As NCAA officials continue to prepare for the Final Four in Atlanta, they are eager to see the transformation of Mercedes-Benz Stadium into a basketball venue.
“I’m curious (how it will turn out), but I’m not nervous about it,” Dan Gavitt, the NCAA’s senior vice president of basketball, said during an interview Wednesday in Atlanta. He expressed confidence in the abilities of NCAA consultants, contractors and staffers to “make this puzzle fit” in the 2-1/2-year-old stadium.
“I know it will work well,” he said.
The Final Four – the semifinals are April 4, followed by the championship game two nights later -- will mark the first basketball games played in Mercedes-Benz Stadium. The NCAA and the Atlanta Basketball Host Committee, at a Wednesday news conference detailing plans for Final Four fan events, showed a new architectural rendering of The Benz in basketball mode.
An elevated basketball court will be placed in the center of what is normally the stadium’s football or soccer field. A center-hung scoreboard, weighing 140,000 pounds, will be installed 100 feet above the court and 100 feet below the stadium’s famous halo-shaped video board. An elaborate temporary seating system, containing about 25,000 seats, will be installed over much of the existing lower bowl to improve basketball sight-lines and extend seats to the court.
The NCAA uses variations of the portable seating system at the Final Four each year. But the “geometry” of Mercedes-Benz Stadium will require a larger “build-out” than previous Final Fours, Carl Adkins, executive director of the Atlanta host committee, said.
The stadium is expected to have a Final Four capacity of more than 80,000, which would put the event in position to break its all-time attendance record.
The NCAA typically installs a temporary scoreboard above the court for Final Fours in NFL stadiums, but the organization gave “serious consideration” to not doing so this year, Gavitt said, because of the halo-shaped video board built into the roof structure.
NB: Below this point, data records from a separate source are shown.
use std::{sync::Arc, time::Duration};

use crate::{payout::PayoutExecutor, rewards::Rewards, utils};

/// Drains the payout queue on every tick. Errors are logged and the loop
/// carries on with the next tick.
pub async fn payout_loop(executor: Arc<PayoutExecutor>, period: Duration) {
    let mut interval = tokio::time::interval(period);
    loop {
        interval.tick().await;
        match executor.drain(utils::unix_timestamp()).await {
            Ok(report) if report.sent + report.failed > 0 => {
                log::info!(
                    "payout drain done: {} sent, {} failed",
                    report.sent,
                    report.failed
                );
            }
            Ok(_) => {}
            Err(err) => log::error!("payout drain: {:?}", err),
        }
    }
}

/// Queues monthly payouts that came due since the last tick.
pub async fn monthly_loop(rewards: Arc<Rewards>, period: Duration) {
    let mut interval = tokio::time::interval(period);
    loop {
        interval.tick().await;
        match rewards.find_due_monthly_payouts(utils::unix_timestamp()).await {
            Ok(0) => log::debug!("no monthly payouts due"),
            Ok(n) => log::info!("queued {} monthly payouts", n),
            Err(err) => log::error!("monthly payout scan: {:?}", err),
        }
    }
}
use std::str::FromStr;

use actix_web::{web, HttpRequest, HttpResponse, Responder};
use solana_sdk::pubkey::Pubkey;
use types::ChainEvent;

use crate::{error::Error, registry::Registry, utils};

/// Handler for membership events posted by the contract listener.
pub struct Handle {
    /// The auth token expected on every posted event.
    auth_token: String,
}

impl Handle {
    pub fn new(auth_token: String) -> Self {
        Self { auth_token }
    }

    pub async fn chain_event(
        handle: web::Data<Handle>,
        registry: web::Data<Registry>,
        req: HttpRequest,
        bytes: web::Bytes,
    ) -> impl Responder {
        let handle = handle.into_inner();
        match handle
            .handle_chain_event(registry.as_ref(), &req, &bytes)
            .await
        {
            Ok(()) => HttpResponse::Ok().finish(),
            Err(err) => {
                log::error!("{:?}", err);
                let http_response: HttpResponse = err.into();
                http_response
            }
        }
    }

    /// Maps the event onto registration or renewal.
    async fn handle_chain_event(
        &self,
        registry: &Registry,
        req: &HttpRequest,
        bytes: &web::Bytes,
    ) -> Result<(), Error> {
        self.auth(req)?;
        let event = serde_json::from_slice::<ChainEvent>(bytes)?;
        log::info!("chain event: {:?}", event);
        let now = utils::unix_timestamp();
        match event {
            ChainEvent::MemberActivated {
                user,
                referrer,
                position,
            } => {
                let wallet = Pubkey::from_str(user.trim())?;
                let referrer = parse_referrer(referrer)?;
                registry
                    .register_member(&wallet, referrer.as_ref(), position, now)
                    .await?;
            }
            ChainEvent::MembershipRenewed { user } => {
                let wallet = Pubkey::from_str(user.trim())?;
                registry.renew_member(&wallet, now).await?;
            }
        }
        Ok(())
    }

    /// parse and validate the auth header
    fn auth(&self, req: &HttpRequest) -> Result<(), Error> {
        let header = req
            .headers()
            .get("Authorization")
            .ok_or(Error::Unauthorized)?;
        let header = header.to_str()?;
        if header.ne(self.auth_token.as_str()) {
            log::warn!("invalid auth header on chain event");
            return Err(Error::Unauthorized);
        }
        Ok(())
    }
}

/// The contract reports the zero key when there is no referrer.
fn parse_referrer(referrer: Option<String>) -> Result<Option<Pubkey>, Error> {
    match referrer.as_deref().map(str::trim) {
        None | Some("") => Ok(None),
        Some(referrer) => {
            let referrer = Pubkey::from_str(referrer)?;
            if referrer.eq(&Pubkey::default()) {
                Ok(None)
            } else {
                Ok(Some(referrer))
            }
        }
    }
}

#[cfg(test)]
mod tests {
    use std::sync::Arc;

    use actix_web::{http::StatusCode, test, App};
    use serde_json::json;
    use types::{Branch, Member};

    use super::*;
    use crate::{
        consts::MEMBERSHIP_PERIOD,
        memory::MemoryStore,
        rewards::{Rewards, TierTable},
        store::Store,
    };

    #[actix_web::test]
    async fn zero_referrer_means_none() {
        assert_eq!(parse_referrer(None).unwrap(), None);
        assert_eq!(
            parse_referrer(Some(Pubkey::default().to_string())).unwrap(),
            None
        );
        let referrer = Pubkey::new_unique();
        assert_eq!(
            parse_referrer(Some(referrer.to_string())).unwrap(),
            Some(referrer)
        );
        assert!(parse_referrer(Some("nope!".to_string())).is_err());
    }

    #[actix_web::test]
    async fn events_register_and_renew() {
        let store = Arc::new(MemoryStore::new());
        let root = Pubkey::new_unique();
        store
            .insert_root(&Member::new(root, None, None, 0, i64::MAX))
            .await
            .unwrap();
        let rewards = Arc::new(Rewards::new(store.clone(), TierTable::default()));
        let registry = Registry::new(
            store.clone(),
            rewards,
            root,
            "https://billionup.ai".to_string(),
        );
        let app = test::init_service(
            App::new()
                .app_data(web::Data::new(registry))
                .app_data(web::Data::new(Handle::new("secret".to_string())))
                .route("/events", web::post().to(Handle::chain_event)),
        )
        .await;

        let user = Pubkey::new_unique();
        let activated = json!({
            "event": "MemberActivated",
            "user": user.to_string(),
            "referrer": Pubkey::default().to_string(),
            "position": "right",
        });
        let req = test::TestRequest::post()
            .uri("/events")
            .set_json(&activated)
            .to_request();
        let res = test::call_service(&app, req).await;
        assert_eq!(res.status(), StatusCode::UNAUTHORIZED);
        assert!(store.get_member(&user).await.unwrap().is_none());

        let req = test::TestRequest::post()
            .uri("/events")
            .insert_header(("Authorization", "secret"))
            .set_json(&activated)
            .to_request();
        let res = test::call_service(&app, req).await;
        assert_eq!(res.status(), StatusCode::OK);
        let member = store.get_member(&user).await.unwrap().unwrap();
        assert_eq!(member.sponsor, Some(root));
        assert_eq!(member.branch, Some(Branch::Right));

        let req = test::TestRequest::post()
            .uri("/events")
            .insert_header(("Authorization", "secret"))
            .set_json(json!({ "event": "MembershipRenewed", "user": user.to_string() }))
            .to_request();
        let res = test::call_service(&app, req).await;
        assert_eq!(res.status(), StatusCode::OK);
        let renewed = store.get_member(&user).await.unwrap().unwrap();
        assert!(renewed.expiry_at >= member.expiry_at);
        assert!(renewed.expiry_at <= utils::unix_timestamp() + MEMBERSHIP_PERIOD);
    }
}
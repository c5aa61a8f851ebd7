pub mod config;
pub mod consts;
pub mod database;
pub mod error;
pub mod handlers;
pub mod memory;
pub mod operator;
pub mod payout;
pub mod placement;
pub mod registry;
pub mod rewards;
pub mod store;
pub mod tx;
pub mod upline;
pub mod utils;
pub mod webhook;
pub mod worker;

pub use registry::Registry;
“Our strong sense is that the venue would have preferred not to have a center-hung and just showcase what is a spectacular asset in the halo board,” Gavitt said.
But the NCAA Men’s Basketball Committee and staff decided it would be better to hang a scoreboard in a position where players and coaches are accustomed to seeing one.
“From an experience standpoint, it’s kind of tradition-based,” committee chairman Kevin White, the athletic director at Duke, said of the center-hung scoreboard. “Why deviate at that point in the season? It made no sense to do that, at least from the committee’s standpoint.”
Said Gavitt: “It’s a tremendously different experience playing in a stadium versus playing in arenas the entire rest of the season. We’re trying to make it as (similar) to what they are used to as possible. It brings the scale down a little bit by having something over your head. It gives coaches and student-athletes a chance to know exactly where to find the score, time and the like. We’ll still use the halo board as well.”
The temporary scoreboard will be the same one that was used at last year’s Final Four in Minneapolis, Gavitt said.
The Mercedes-Benz Stadium transformation will occur over the final two weeks of March, when crews will be at work in the building around the clock.
“It’ll be a herculean effort,” Adkins said.
Fans will be able to get a first look at the result April 3, when the Final Four teams will hold free open practices in the stadium. The practices will be followed by the Reese’s All-Star Game, an event featuring some of college basketball’s top senior players.
Other fan events will include the Final Four Fan Fest April 3-6 in the Georgia World Congress Center, the March Madness Music Festival in Centennial Olympic Park April 3-5 and the NCAA Divisions II and III championship games in State Farm Arena on April 5. Admission will be free to the music festival and the Divisions II and III games. Fan Fest tickets went on sale Wednesday for $10 (free for children 12 and under and Capital One cardholders).
“April 3 through April 6, downtown Atlanta is going to be completely transformed,” Adkins said.